Title: A Comprehensive Perturbative Formalism for Phase Mixing in Perturbed Disks. II. Phase Spirals in an Inhomogeneous Disk Galaxy with a Non-responsive Dark Matter Halo

Abstract: We develop a linear perturbative formalism to compute the response of an inhomogeneous stellar disk embedded in a non-responsive dark matter halo to perturbations like bars, spiral arms and satellite galaxy encounters. Without self-gravity to reinforce it, the response of a Fourier mode phase mixes away due to an intrinsic spread in the vertical ($\Omega_z$), radial ($\Omega_r$) and azimuthal ($\Omega_\phi$) frequencies, giving rise to local phase-space spirals. Collisional diffusion due to scattering of stars by structures like giant molecular clouds causes super-exponential damping of the phase-spiral amplitude.

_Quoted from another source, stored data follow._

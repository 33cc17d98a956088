use crate::config::types::{
    CacheConfig, Config, CrawlerConfig, FileConfig, FilterConfig, OutputConfig, PageSizeConfig,
    SlackConfig,
};
use crate::filter::compile_patterns;
use crate::ConfigError;
use url::Url;

/// Largest `limit` the Slack list methods accept
const MAX_PAGE_SIZE: u32 = 1000;

/// Upper bound on the worker pool size
const MAX_THREAD_COUNT: usize = 64;

/// Validates the entire configuration
pub fn validate(config: &Config) -> Result<(), ConfigError> {
    validate_slack_config(&config.slack)?;
    validate_crawler_config(&config.crawler)?;
    validate_page_sizes(&config.page_size)?;
    validate_cache_config(&config.cache)?;
    validate_file_config(&config.files)?;
    validate_filter_config(&config.filter)?;
    validate_output_config(&config.output)?;
    Ok(())
}

/// Validates token, endpoint and proxy settings
fn validate_slack_config(config: &SlackConfig) -> Result<(), ConfigError> {
    if config.token.trim().is_empty() {
        return Err(ConfigError::Validation("token cannot be empty".to_string()));
    }

    let url = Url::parse(&config.api_base_url)
        .map_err(|e| ConfigError::InvalidUrl(format!("Invalid api-base-url: {}", e)))?;
    if !matches!(url.scheme(), "http" | "https") {
        return Err(ConfigError::InvalidUrl(format!(
            "api-base-url must use http or https, got '{}'",
            config.api_base_url
        )));
    }

    match (&config.proxy_host, config.proxy_port) {
        (Some(host), _) if host.trim().is_empty() => Err(ConfigError::Validation(
            "proxy-host cannot be empty".to_string(),
        )),
        (Some(host), None) => Err(ConfigError::Validation(format!(
            "proxy-port is required when proxy-host is set (host '{}')",
            host
        ))),
        (None, Some(port)) => Err(ConfigError::Validation(format!(
            "proxy-host is required when proxy-port is set (port {})",
            port
        ))),
        _ => Ok(()),
    }
}

/// Validates worker pool settings
fn validate_crawler_config(config: &CrawlerConfig) -> Result<(), ConfigError> {
    if config.thread_count < 1 || config.thread_count > MAX_THREAD_COUNT {
        return Err(ConfigError::Validation(format!(
            "thread-count must be between 1 and {}, got {}",
            MAX_THREAD_COUNT, config.thread_count
        )));
    }

    if config.queue_capacity < 1 {
        return Err(ConfigError::Validation(format!(
            "queue-capacity must be >= 1, got {}",
            config.queue_capacity
        )));
    }

    Ok(())
}

/// Validates per-collection page sizes
fn validate_page_sizes(config: &PageSizeConfig) -> Result<(), ConfigError> {
    for (name, size) in [
        ("channels", config.channels),
        ("messages", config.messages),
        ("replies", config.replies),
        ("users", config.users),
        ("files", config.files),
    ] {
        if size < 1 || size > MAX_PAGE_SIZE {
            return Err(ConfigError::Validation(format!(
                "page-size.{} must be between 1 and {}, got {}",
                name, MAX_PAGE_SIZE, size
            )));
        }
    }
    Ok(())
}

/// Validates entity cache sizes
fn validate_cache_config(config: &CacheConfig) -> Result<(), ConfigError> {
    for (name, size) in [
        ("users", config.users),
        ("bots", config.bots),
        ("channels", config.channels),
    ] {
        if size < 1 {
            return Err(ConfigError::Validation(format!(
                "cache.{} must be >= 1, got {}",
                name, size
            )));
        }
    }
    Ok(())
}

/// Validates file crawling settings
fn validate_file_config(config: &FileConfig) -> Result<(), ConfigError> {
    if config.max_size < 1 {
        return Err(ConfigError::Validation(
            "files.max-size must be >= 1".to_string(),
        ));
    }

    compile_patterns(&config.mime_types)?;
    Ok(())
}

/// Validates permalink filter patterns
fn validate_filter_config(config: &FilterConfig) -> Result<(), ConfigError> {
    compile_patterns(&config.include_urls)?;
    compile_patterns(&config.exclude_urls)?;
    Ok(())
}

/// Validates output configuration
fn validate_output_config(config: &OutputConfig) -> Result<(), ConfigError> {
    if config.database_path.is_empty() {
        return Err(ConfigError::Validation(
            "database-path cannot be empty".to_string(),
        ));
    }
    Ok(())
}

#[cfg(test)]
mod tests {
    use super::*;

    fn slack_config() -> SlackConfig {
        SlackConfig {
            token: "xoxb-test".to_string(),
            api_base_url: "https://slack.com/api/".to_string(),
            proxy_host: None,
            proxy_port: None,
            include_private: false,
            channels: "*".to_string(),
        }
    }

    #[test]
    fn test_empty_token_rejected() {
        let mut config = slack_config();
        config.token = "  ".to_string();
        assert!(matches!(
            validate_slack_config(&config),
            Err(ConfigError::Validation(_))
        ));
    }

    #[test]
    fn test_proxy_host_without_port_rejected() {
        let mut config = slack_config();
        config.proxy_host = Some("proxy.local".to_string());
        assert!(validate_slack_config(&config).is_err());

        config.proxy_port = Some(8080);
        assert!(validate_slack_config(&config).is_ok());
    }

    #[test]
    fn test_proxy_port_without_host_rejected() {
        let mut config = slack_config();
        config.proxy_port = Some(8080);
        assert!(validate_slack_config(&config).is_err());
    }

    #[test]
    fn test_bad_api_base_url_rejected() {
        let mut config = slack_config();
        config.api_base_url = "not a url".to_string();
        assert!(matches!(
            validate_slack_config(&config),
            Err(ConfigError::InvalidUrl(_))
        ));

        config.api_base_url = "ftp://slack.com/api/".to_string();
        assert!(validate_slack_config(&config).is_err());
    }

    #[test]
    fn test_thread_count_bounds() {
        let mut config = CrawlerConfig::default();
        assert!(validate_crawler_config(&config).is_ok());

        config.thread_count = 0;
        assert!(validate_crawler_config(&config).is_err());

        config.thread_count = MAX_THREAD_COUNT + 1;
        assert!(validate_crawler_config(&config).is_err());
    }

    #[test]
    fn test_page_size_bounds() {
        let mut config = PageSizeConfig::default();
        assert!(validate_page_sizes(&config).is_ok());

        config.files = 0;
        assert!(validate_page_sizes(&config).is_err());

        config.files = 100;
        config.messages = MAX_PAGE_SIZE + 1;
        assert!(validate_page_sizes(&config).is_err());
    }

    #[test]
    fn test_invalid_mime_pattern_rejected() {
        let config = FileConfig {
            mime_types: vec!["text/(".to_string()],
            ..FileConfig::default()
        };
        assert!(matches!(
            validate_file_config(&config),
            Err(ConfigError::InvalidPattern(_))
        ));
    }

    #[test]
    fn test_zero_cache_size_rejected() {
        let config = CacheConfig {
            bots: 0,
            ..CacheConfig::default()
        };
        assert!(validate_cache_config(&config).is_err());
    }
}
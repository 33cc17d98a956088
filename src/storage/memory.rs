//! In-memory storage
//!
//! Holds records and failures in vectors. Used when embedding the crawler
//! in a host that indexes records itself, and in tests.

use crate::crawler::IndexRecord;
use crate::storage::traits::{FailureRecord, FailureStore, RecordSink, StorageResult};
use crate::HarvestError;
use std::sync::{Mutex, MutexGuard};

#[derive(Debug, Default)]
pub struct MemoryStorage {
    records: Mutex<Vec<IndexRecord>>,
    failures: Mutex<Vec<FailureRecord>>,
}

fn lock<T>(mutex: &Mutex<T>) -> MutexGuard<'_, T> {
    mutex.lock().unwrap_or_else(|poisoned| poisoned.into_inner())
}

impl MemoryStorage {
    pub fn new() -> Self {
        Self::default()
    }

    /// Copy of every stored record, in arrival order
    pub fn records(&self) -> Vec<IndexRecord> {
        lock(&self.records).clone()
    }

    pub fn failures(&self) -> Vec<FailureRecord> {
        lock(&self.failures).clone()
    }
}

impl RecordSink for MemoryStorage {
    fn store(&self, record: &IndexRecord) -> StorageResult<()> {
        lock(&self.records).push(record.clone());
        Ok(())
    }
}

impl FailureStore for MemoryStorage {
    fn record_failure(
        &self,
        url: &str,
        classification: &str,
        error: &HarvestError,
    ) -> StorageResult<()> {
        lock(&self.failures).push(FailureRecord::from_error(url, classification, error));
        Ok(())
    }
}
//! Bounded least-recently-used map
//!
//! Entries are stamped with a monotonically increasing tick on every read or
//! write; a `BTreeMap` ordered by tick finds the eviction victim. All access
//! goes through one mutex, which is never held across an `.await`.

use std::collections::{BTreeMap, HashMap};
use std::sync::{Mutex, MutexGuard};

struct Entry<V> {
    value: V,
    tick: u64,
}

struct Inner<V> {
    entries: HashMap<String, Entry<V>>,
    recency: BTreeMap<u64, String>,
    next_tick: u64,
}

impl<V> Inner<V> {
    fn touch(&mut self, key: &str) -> Option<&Entry<V>> {
        let tick = self.next_tick;
        let entry = self.entries.get_mut(key)?;
        self.recency.remove(&entry.tick);
        entry.tick = tick;
        self.recency.insert(tick, key.to_string());
        self.next_tick += 1;
        self.entries.get(key)
    }

    fn evict_oldest(&mut self) -> Option<String> {
        let (_, key) = self.recency.pop_first()?;
        self.entries.remove(&key);
        Some(key)
    }
}

/// Thread-safe LRU cache keyed by string
pub struct LruCache<V> {
    capacity: usize,
    inner: Mutex<Inner<V>>,
}

impl<V: Clone> LruCache<V> {
    /// Creates a cache holding at most `capacity` entries (minimum 1)
    pub fn new(capacity: usize) -> Self {
        Self {
            capacity: capacity.max(1),
            inner: Mutex::new(Inner {
                entries: HashMap::new(),
                recency: BTreeMap::new(),
                next_tick: 0,
            }),
        }
    }

    fn lock(&self) -> MutexGuard<'_, Inner<V>> {
        self.inner.lock().unwrap_or_else(|poisoned| poisoned.into_inner())
    }

    /// Returns a clone of the cached value, marking it most recently used
    pub fn get(&self, key: &str) -> Option<V> {
        self.lock().touch(key).map(|entry| entry.value.clone())
    }

    /// Inserts or replaces a value, evicting the least recently used entry if full
    ///
    /// Returns the key that was evicted, if any.
    pub fn insert(&self, key: impl Into<String>, value: V) -> Option<String> {
        let key = key.into();
        let mut inner = self.lock();
        let tick = inner.next_tick;
        inner.next_tick += 1;

        if let Some(old) = inner.entries.insert(key.clone(), Entry { value, tick }) {
            inner.recency.remove(&old.tick);
            inner.recency.insert(tick, key);
            return None;
        }

        inner.recency.insert(tick, key);
        if inner.entries.len() > self.capacity {
            inner.evict_oldest()
        } else {
            None
        }
    }

    pub fn contains(&self, key: &str) -> bool {
        self.lock().entries.contains_key(key)
    }

    pub fn len(&self) -> usize {
        self.lock().entries.len()
    }

    pub fn is_empty(&self) -> bool {
        self.len() == 0
    }

    pub fn capacity(&self) -> usize {
        self.capacity
    }

    /// Drops every entry
    pub fn clear(&self) {
        let mut inner = self.lock();
        inner.entries.clear();
        inner.recency.clear();
    }
}

#[cfg(test)]
mod tests {
    use super::*;
    use std::sync::Arc;

    #[test]
    fn test_insert_and_get() {
        let cache = LruCache::new(4);
        cache.insert("U1", "alice".to_string());
        assert_eq!(cache.get("U1"), Some("alice".to_string()));
        assert_eq!(cache.get("U2"), None);
    }

    #[test]
    fn test_overflow_evicts_exactly_one_lru_entry() {
        let cache = LruCache::new(3);
        cache.insert("a", 1);
        cache.insert("b", 2);
        cache.insert("c", 3);

        // Reading "a" makes "b" the least recently used
        assert_eq!(cache.get("a"), Some(1));

        let evicted = cache.insert("d", 4);
        assert_eq!(evicted, Some("b".to_string()));
        assert_eq!(cache.len(), 3);
        assert!(cache.contains("a"));
        assert!(!cache.contains("b"));
        assert!(cache.contains("c"));
        assert!(cache.contains("d"));
    }

    #[test]
    fn test_replacing_key_does_not_evict() {
        let cache = LruCache::new(2);
        cache.insert("general", 1);
        cache.insert("random", 2);
        assert_eq!(cache.insert("general", 10), None);
        assert_eq!(cache.len(), 2);
        assert_eq!(cache.get("general"), Some(10));
    }

    #[test]
    fn test_zero_capacity_clamped_to_one() {
        let cache = LruCache::new(0);
        assert_eq!(cache.capacity(), 1);
        cache.insert("a", 1);
        cache.insert("b", 2);
        assert_eq!(cache.len(), 1);
        assert!(cache.contains("b"));
    }

    #[test]
    fn test_clear() {
        let cache = LruCache::new(2);
        cache.insert("a", 1);
        cache.clear();
        assert!(cache.is_empty());
        assert_eq!(cache.get("a"), None);
    }

    #[test]
    fn test_concurrent_access() {
        let cache = Arc::new(LruCache::new(64));
        let handles: Vec<_> = (0..8)
            .map(|t| {
                let cache = Arc::clone(&cache);
                std::thread::spawn(move || {
                    for i in 0..100 {
                        cache.insert(format!("{}-{}", t, i), i);
                        cache.get(&format!("{}-{}", t, i / 2));
                    }
                })
            })
            .collect();
        for handle in handles {
            handle.join().unwrap();
        }
        assert_eq!(cache.len(), 64);
    }
}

The $z-v_z$ phase-spiral is 1-armed (2-armed) for vertically anti-symmetric (symmetric) bending (breathing) modes. Only transient perturbations with timescales ($\tau_{\mathrm{P}}$) comparable to the vertical oscillation period ($\tau_z \sim 1/\Omega_z$) trigger $z-v_z$ phase-spirals. Each $(n,l,m)$ mode of the response to impulsive ($\tau_{\mathrm{P}}<\tau=1/(n\Omega_z+l\Omega_r+m\Omega_\phi)$) perturbations is power law ($\sim \tau_{\mathrm{P}}/\tau$) suppressed, but that to adiabatic ($\tau_{\mathrm{P}}>\tau$) perturbations is exponentially weak ($\sim \exp{\left[-\left(\tau_{\mathrm{P}}/\tau\right)^\alpha\right]}$) except resonant ($\tau\to \infty$) modes. Slower ($\tau_{\mathrm{P}}>\tau_z$) perturbations, e.g., distant encounters with satellite galaxies, induce stronger bending modes. If the Gaia phase-spiral was triggered by a satellite, Sagittarius is the leading contender as it dominates the Solar neighborhood response of the Milky Way disk to satellite encounters. However, survival against collisional damping necessitates that the impact occurred within $\sim 0.6-0.7$ Gyr ago. We discuss how the detailed galactic potential dictates the phase-spiral shape: phase mixing occurs slower and phase-spirals are less wound in the outer disk and in presence of an ambient halo.